Session topic


Title: Glycochenodeoxycholic acid triggers murine Norovirus escape from antibody recognition
ID: PS 18
Type: Poster session
Talk time: 3 + 2 min
Session: Poster session 1
Receptors and entry

Speaker: Stefan Taube (Lübeck/DE)

Abstract - Text

Abstract text (incl. references and figure legends)

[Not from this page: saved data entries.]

//! Entity to model mappers
//!
//! This module provides conversions between domain entities (market-core) and
//! database models. Rows carrying discriminator columns (`content_type`,
//! `kind`, `reason`) convert via `TryFrom`, surfacing unknown values as
//! validation errors instead of panicking.

mod comment;
mod contract;
mod notification;
mod reaction;
mod user;
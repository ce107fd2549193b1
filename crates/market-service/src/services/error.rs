//! Service layer error types
//!
//! Provides a unified error type for all service operations.

use market_common::AppError;
use market_core::DomainError;
use std::fmt;

/// Service layer error type
#[derive(Debug)]
pub enum ServiceError {
    /// Domain rule violation
    Domain(DomainError),

    /// Application error (auth, config, etc.)
    App(AppError),

    /// Resource not found
    NotFound { resource: &'static str, id: String },

    /// Validation error
    Validation(String),

    /// Conflict (e.g., duplicate resource)
    Conflict(String),

    /// Internal error
    Internal(String),
}

impl fmt::Display for ServiceError {
    fn fmt(&self, f: &mut fmt::Formatter<'_>) -> fmt::Result {
        match self {
            Self::Domain(e) => write!(f, "{e}"),
            Self::App(e) => write!(f, "{e}"),
            Self::NotFound { resource, id } => write!(f, "{resource} not found: {id}"),
            Self::Validation(msg) => write!(f, "Validation error: {msg}"),
            Self::Conflict(msg) => write!(f, "Conflict: {msg}"),
            Self::Internal(msg) => write!(f, "Internal error: {msg}"),
        }
    }
}

impl std::error::Error for ServiceError {
    fn source(&self) -> Option<&(dyn std::error::Error + 'static)> {
        match self {
            Self::Domain(e) => Some(e),
            Self::App(e) => Some(e),
            _ => None,
        }
    }
}

impl From<DomainError> for ServiceError {
    fn from(e: DomainError) -> Self {
        Self::Domain(e)
    }
}

impl From<AppError> for ServiceError {
    fn from(e: AppError) -> Self {
        Self::App(e)
    }
}

impl ServiceError {
    /// Create a not found error
    pub fn not_found(resource: &'static str, id: impl Into<String>) -> Self {
        Self::NotFound {
            resource,
            id: id.into(),
        }
    }

    /// Create a validation error
    pub fn validation(msg: impl Into<String>) -> Self {
        Self::Validation(msg.into())
    }

    /// Create a conflict error
    pub fn conflict(msg: impl Into<String>) -> Self {
        Self::Conflict(msg.into())
    }

    /// Create an internal error
    pub fn internal(msg: impl Into<String>) -> Self {
        Self::Internal(msg.into())
    }

    /// Get HTTP status code for this error
    #[must_use]
    pub fn status_code(&self) -> u16 {
        match self {
            Self::Domain(e) => {
                if e.is_not_found() {
                    404
                } else if e.is_validation() {
                    400
                } else if e.is_conflict() {
                    409
                } else {
                    500
                }
            }
            Self::App(e) => e.status_code(),
            Self::NotFound { .. } => 404,
            Self::Validation(_) => 400,
            Self::Conflict(_) => 409,
            Self::Internal(_) => 500,
        }
    }

    /// Get error code for API responses
    #[must_use]
    pub fn error_code(&self) -> &'static str {
        match self {
            Self::Domain(e) => e.code(),
            Self::App(e) => e.error_code(),
            Self::NotFound { .. } => "NOT_FOUND",
            Self::Validation(_) => "VALIDATION_ERROR",
            Self::Conflict(_) => "CONFLICT",
            Self::Internal(_) => "INTERNAL_ERROR",
        }
    }
}

/// Result type alias for service operations
pub type ServiceResult<T> = Result<T, ServiceError>;
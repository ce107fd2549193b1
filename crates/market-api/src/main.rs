//! Market API Server entry point
//!
//! Run with:
//! ```bash
//! cargo run -p market-api
//! ```
//!
//! Configuration is loaded from environment variables.

use market_common::{try_init_tracing, AppConfig};
use tracing::{error, info};

#[tokio::main]
async fn main() {
    // Initialize tracing
    if let Err(e) = try_init_tracing() {
        eprintln!("Warning: Failed to initialize tracing: {}", e);
    }

    // Run the server
    if let Err(e) = run().await {
        error!(error = %e, "Server failed to start");
        std::process::exit(1);
    }
}

async fn run() -> Result<(), Box<dyn std::error::Error>> {
    info!("Starting Market API Server...");

    // Load configuration
    let config = AppConfig::from_env().map_err(|e| {
        error!(error = %e, "Failed to load configuration");
        e
    })?;

    info!(
        env = ?config.app.env,
        port = config.api.port,
        "Configuration loaded"
    );

    // Run the server
    market_api::run(config).await?;

    Ok(())
}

Murine norovirus (MNV) is closely related to human norovirus (HuNoV), an infectious agent responsible for acute gastroenteritis worldwide. The icosahedral capsid contains 180 copies of the capsid protein VP1. The main capsid feature is a protruding (P) domain dimer formed by adjacent subunits on the icosahedral surface, while the shell domain forms a tight icosahedral sphere around the single stranded +RNA genome. Bile acids are soluble ligands that act as cofactors contributing to both HuNoV and MNV infectivity. For MNV binding of bile acids to the P domain cause a rotation leading to a collapse of the hinge between shell and protruding domain. The MNV capsid protein also acts as a target for various neutralizing antibodies binding to distal tips of its protruding (P)-domain. Escape mutations in locations distant to antibody binding sites suggested allosteric effects affecting structural plasticity. A specific bile acid, glycochenodeoxycholic acid (GCDCA), was recently shown to induce structural changes in surface-loops and a contraction of the virion. Soluble MNV P domains exist as a mixture of monomers and dimers, with GCDCA shifting the equilibrium towards dimer. Addition of saturating amounts of GCDCA to MNV P‑domains stabilizes the dimer, and removes degrees of freedom of motion, which in turn may entropically assist capsid contraction. Treating MNV virions with GCDCA prior to neutralizing antibody exposure abolishes neutralization. These findings advance our understanding of GCDCA‑induced compaction of MNV capsids and experimentally support an intriguing viral immune escape mechanism relying on GCDCA‑triggered conformational changes of the P‑dimer.